Exercise: Somewhere below are a line with "Ok(Json(state.engine.taxi_drivers().await?))" and a later line with "let input = TaxiReportInput". Output exactly those lines and all lines between them.

Entries provided:
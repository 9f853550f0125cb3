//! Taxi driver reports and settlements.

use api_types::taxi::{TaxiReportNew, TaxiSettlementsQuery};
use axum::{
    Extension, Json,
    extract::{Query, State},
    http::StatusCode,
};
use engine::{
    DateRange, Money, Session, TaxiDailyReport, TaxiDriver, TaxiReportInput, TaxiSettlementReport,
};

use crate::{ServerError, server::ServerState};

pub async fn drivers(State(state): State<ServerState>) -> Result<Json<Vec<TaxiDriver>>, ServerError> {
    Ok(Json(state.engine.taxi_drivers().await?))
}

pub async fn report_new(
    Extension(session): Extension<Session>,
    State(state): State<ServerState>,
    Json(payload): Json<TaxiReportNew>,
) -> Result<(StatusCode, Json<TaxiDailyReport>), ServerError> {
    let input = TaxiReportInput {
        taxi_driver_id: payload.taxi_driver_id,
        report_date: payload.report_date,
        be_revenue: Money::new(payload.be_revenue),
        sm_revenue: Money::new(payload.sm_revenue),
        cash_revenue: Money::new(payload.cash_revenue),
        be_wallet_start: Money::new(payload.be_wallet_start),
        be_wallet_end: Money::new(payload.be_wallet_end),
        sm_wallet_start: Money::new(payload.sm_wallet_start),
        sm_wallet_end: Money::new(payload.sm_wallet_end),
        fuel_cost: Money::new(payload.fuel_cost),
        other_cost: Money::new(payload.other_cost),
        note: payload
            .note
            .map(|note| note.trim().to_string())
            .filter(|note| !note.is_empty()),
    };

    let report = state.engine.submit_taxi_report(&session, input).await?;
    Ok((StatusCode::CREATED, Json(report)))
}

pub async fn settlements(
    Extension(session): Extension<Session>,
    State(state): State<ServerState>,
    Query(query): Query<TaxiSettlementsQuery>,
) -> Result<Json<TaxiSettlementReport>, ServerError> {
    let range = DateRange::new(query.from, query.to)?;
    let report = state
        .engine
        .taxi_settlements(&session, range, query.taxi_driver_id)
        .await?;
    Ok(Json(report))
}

Answer section:
    Ok(Json(state.engine.taxi_drivers().await?))
}

pub async fn report_new(
    Extension(session): Extension<Session>,
    State(state): State<ServerState>,
    Json(payload): Json<TaxiReportNew>,
) -> Result<(StatusCode, Json<TaxiDailyReport>), ServerError> {
    let input = TaxiReportInput {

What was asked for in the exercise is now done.